Task goal | Filter the lines below, keeping each one that holds "Hasher".

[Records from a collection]
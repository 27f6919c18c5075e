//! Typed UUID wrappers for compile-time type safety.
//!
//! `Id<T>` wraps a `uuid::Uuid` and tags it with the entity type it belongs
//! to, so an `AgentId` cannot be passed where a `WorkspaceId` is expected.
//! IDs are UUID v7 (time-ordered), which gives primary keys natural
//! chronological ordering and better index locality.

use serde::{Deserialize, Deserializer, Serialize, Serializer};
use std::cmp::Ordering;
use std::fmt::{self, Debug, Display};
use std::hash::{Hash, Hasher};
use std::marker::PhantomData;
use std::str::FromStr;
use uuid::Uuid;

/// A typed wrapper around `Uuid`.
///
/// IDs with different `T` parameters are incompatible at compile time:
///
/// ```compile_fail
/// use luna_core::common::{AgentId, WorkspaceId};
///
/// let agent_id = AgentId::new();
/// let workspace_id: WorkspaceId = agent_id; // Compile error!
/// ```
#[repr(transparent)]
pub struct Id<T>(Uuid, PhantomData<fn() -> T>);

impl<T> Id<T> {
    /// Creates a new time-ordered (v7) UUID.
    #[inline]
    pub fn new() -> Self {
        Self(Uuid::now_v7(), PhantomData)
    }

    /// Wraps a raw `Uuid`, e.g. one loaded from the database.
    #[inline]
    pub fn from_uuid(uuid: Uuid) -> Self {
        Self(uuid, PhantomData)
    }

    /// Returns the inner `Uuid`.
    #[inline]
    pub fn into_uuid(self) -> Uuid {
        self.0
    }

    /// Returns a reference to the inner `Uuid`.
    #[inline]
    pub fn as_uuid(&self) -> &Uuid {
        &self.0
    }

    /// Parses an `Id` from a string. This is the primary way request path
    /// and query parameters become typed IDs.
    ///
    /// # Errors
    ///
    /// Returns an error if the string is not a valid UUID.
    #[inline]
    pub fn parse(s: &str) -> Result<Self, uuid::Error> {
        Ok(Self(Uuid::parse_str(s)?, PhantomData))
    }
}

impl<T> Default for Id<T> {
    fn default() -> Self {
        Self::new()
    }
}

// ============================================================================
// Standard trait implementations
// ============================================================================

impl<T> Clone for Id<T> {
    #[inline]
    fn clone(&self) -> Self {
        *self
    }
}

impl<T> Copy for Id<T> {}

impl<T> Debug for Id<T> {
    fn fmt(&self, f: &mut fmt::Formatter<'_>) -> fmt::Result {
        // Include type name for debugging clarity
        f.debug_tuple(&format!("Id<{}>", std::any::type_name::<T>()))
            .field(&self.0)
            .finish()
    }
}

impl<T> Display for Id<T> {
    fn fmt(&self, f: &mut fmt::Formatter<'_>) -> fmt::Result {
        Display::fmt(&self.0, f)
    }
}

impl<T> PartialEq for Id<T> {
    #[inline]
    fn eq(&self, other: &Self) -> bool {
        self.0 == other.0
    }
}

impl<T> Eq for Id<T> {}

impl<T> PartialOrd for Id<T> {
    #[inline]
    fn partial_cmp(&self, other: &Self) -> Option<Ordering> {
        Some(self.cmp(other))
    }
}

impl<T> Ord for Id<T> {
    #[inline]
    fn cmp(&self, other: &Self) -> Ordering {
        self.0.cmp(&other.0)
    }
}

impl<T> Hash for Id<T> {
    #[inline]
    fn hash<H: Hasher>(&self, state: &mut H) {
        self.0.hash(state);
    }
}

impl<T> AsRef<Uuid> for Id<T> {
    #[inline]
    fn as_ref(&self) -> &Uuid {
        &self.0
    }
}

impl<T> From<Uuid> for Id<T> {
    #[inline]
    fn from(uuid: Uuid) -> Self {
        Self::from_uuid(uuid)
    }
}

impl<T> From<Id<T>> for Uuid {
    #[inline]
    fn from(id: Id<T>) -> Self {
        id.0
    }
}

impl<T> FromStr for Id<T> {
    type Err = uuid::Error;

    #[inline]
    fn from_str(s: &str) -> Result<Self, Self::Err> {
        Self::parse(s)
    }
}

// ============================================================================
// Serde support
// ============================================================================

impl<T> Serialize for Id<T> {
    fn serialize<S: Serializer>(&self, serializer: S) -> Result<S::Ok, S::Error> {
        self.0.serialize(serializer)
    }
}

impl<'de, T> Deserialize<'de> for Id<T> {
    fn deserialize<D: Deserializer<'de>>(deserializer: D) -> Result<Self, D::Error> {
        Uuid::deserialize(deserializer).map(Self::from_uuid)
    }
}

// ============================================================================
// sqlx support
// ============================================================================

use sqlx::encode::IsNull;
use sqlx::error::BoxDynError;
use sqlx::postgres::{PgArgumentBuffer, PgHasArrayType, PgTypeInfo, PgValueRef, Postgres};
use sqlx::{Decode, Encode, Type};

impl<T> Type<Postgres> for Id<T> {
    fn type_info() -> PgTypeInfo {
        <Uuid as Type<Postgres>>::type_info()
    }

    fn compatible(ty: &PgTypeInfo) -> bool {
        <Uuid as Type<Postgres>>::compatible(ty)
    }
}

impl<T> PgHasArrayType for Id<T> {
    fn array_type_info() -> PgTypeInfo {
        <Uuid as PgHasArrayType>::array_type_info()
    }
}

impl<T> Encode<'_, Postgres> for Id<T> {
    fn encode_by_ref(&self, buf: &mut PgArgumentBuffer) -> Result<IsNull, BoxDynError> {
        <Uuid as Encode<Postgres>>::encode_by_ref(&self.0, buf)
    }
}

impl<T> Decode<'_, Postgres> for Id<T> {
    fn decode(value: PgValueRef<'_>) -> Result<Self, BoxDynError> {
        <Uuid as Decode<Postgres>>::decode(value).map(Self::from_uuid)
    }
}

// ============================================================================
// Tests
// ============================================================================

Written response |
use std::hash::{Hash, Hasher};
    fn hash<H: Hasher>(&self, state: &mut H) {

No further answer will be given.